Noodle Ride Reminds Drivers How to Pass Cyclists
A little over two dozen bicyclists hit the streets on Saturday morning with noodle floaties.
But they werenʻt going to the beach.
The convoy, organized by the Maui Bicycling League, traveled 12 miles between Kahului and Pāʻia to raise awareness on Hawaiʻiʻs 3-Foot Passing law, which was passed just last year.
Organizers say the noodles, which were attached perpendicularly to the side of each bike, were used to show drivers the 3-foot space they are legally obligated to allow cyclists when overtaking them.
“We want to express the need for respect for all drivers, cyclists, and pedestrians as we all share many of the same paths and roadways,” MBL representative Kelli Lundgren said.
According to Lundgren, two cyclists have died in car collisions in Hawaiʻi this year.

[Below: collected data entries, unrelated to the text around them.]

use crate::services::mpris::{PlaybackState, PlayerId};

/// Title shown when there is nothing to show.
pub const NO_MEDIA: &str = "No Media";

/// Title shown when the player reported artist or title made only of whitespace.
pub const NO_NAME: &str = "No Name";

/// Everything the display layer needs to render the widget.
#[derive(Debug, Clone, PartialEq, Default)]
pub struct DisplayState {
    /// Current player, if any
    pub player: Option<PlayerId>,

    /// Full title line
    pub title: String,

    /// Part of the title line inside the marquee window
    pub visible_title: String,

    /// `[pos/size]` over available players
    pub index_label: String,

    /// Playback state of the current player
    pub state: PlaybackState,

    /// Progress through the track in `[0, 1]`, `None` when no bar is shown
    pub position_ratio: Option<f64>,

    /// Estimated position in microseconds
    pub position: i64,

    /// Track length in microseconds
    pub length: i64,

    /// Whether the previous-track control is shown
    pub can_go_previous: bool,

    /// Whether the next-track control is shown
    pub can_go_next: bool,

    /// Artwork URL, empty when unknown
    pub art_url: String,
}

/// Format the title line from artist and title.
pub fn title_line(artist: &str, title: &str) -> String {
    if artist.is_empty() && title.is_empty() {
        return NO_MEDIA.to_string();
    }

    match (artist.trim(), title.trim()) {
        ("", "") => NO_NAME.to_string(),
        (artist, "") => artist.to_string(),
        ("", title) => title.to_string(),
        (artist, title) => format!("{artist} - {title}"),
    }
}

/// `[pos/size]` where `size` counts available players and `pos` is the
/// 1-based rank of `current` among them, 0 when it is not available.
pub fn index_label(
    players: &[PlayerId],
    current: Option<&PlayerId>,
    is_available: impl Fn(&PlayerId) -> bool,
) -> String {
    let available: Vec<&PlayerId> = players.iter().filter(|id| is_available(id)).collect();
    let position = current
        .and_then(|current| available.iter().position(|id| *id == current))
        .map_or(0, |index| index + 1);

    format!("[{position}/{}]", available.len())
}

/// Position over length, clamped to `[0, 1]`.
///
/// Only defined while playing or paused with a known length.
pub fn position_ratio(state: PlaybackState, position: i64, length: i64) -> Option<f64> {
    if length <= 0 || !matches!(state, PlaybackState::Playing | PlaybackState::Paused) {
        return None;
    }

    #[allow(clippy::cast_precision_loss)]
    let ratio = position as f64 / length as f64;
    Some(ratio.clamp(0.0, 1.0))
}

“Two is two too many,” Lundgren added.
An avid cyclist who rides about 60 to 90 miles a week, Lundgren said most Maui drivers she has encountered were considerate on roadways.
“But it’s that one out of 50 who sends a chill down my spine and I wonder what they were thinking, or if they were paying attention to the road,” Lundgren said.
In addition to promoting safety on Maui streets, the MBL is also working with the county to improve roads and signs throughout the island.
The group acknowledges that the responsibility to travel safely goes for everyone.
“We also feel it’s important to teach cyclists about proper roadway etiquette in respect to sharing the roads with cars; including signaling our intentions for car drivers, conforming to road rules such as stop signs and lights, maintaining our bikes in good condition for safety, etc.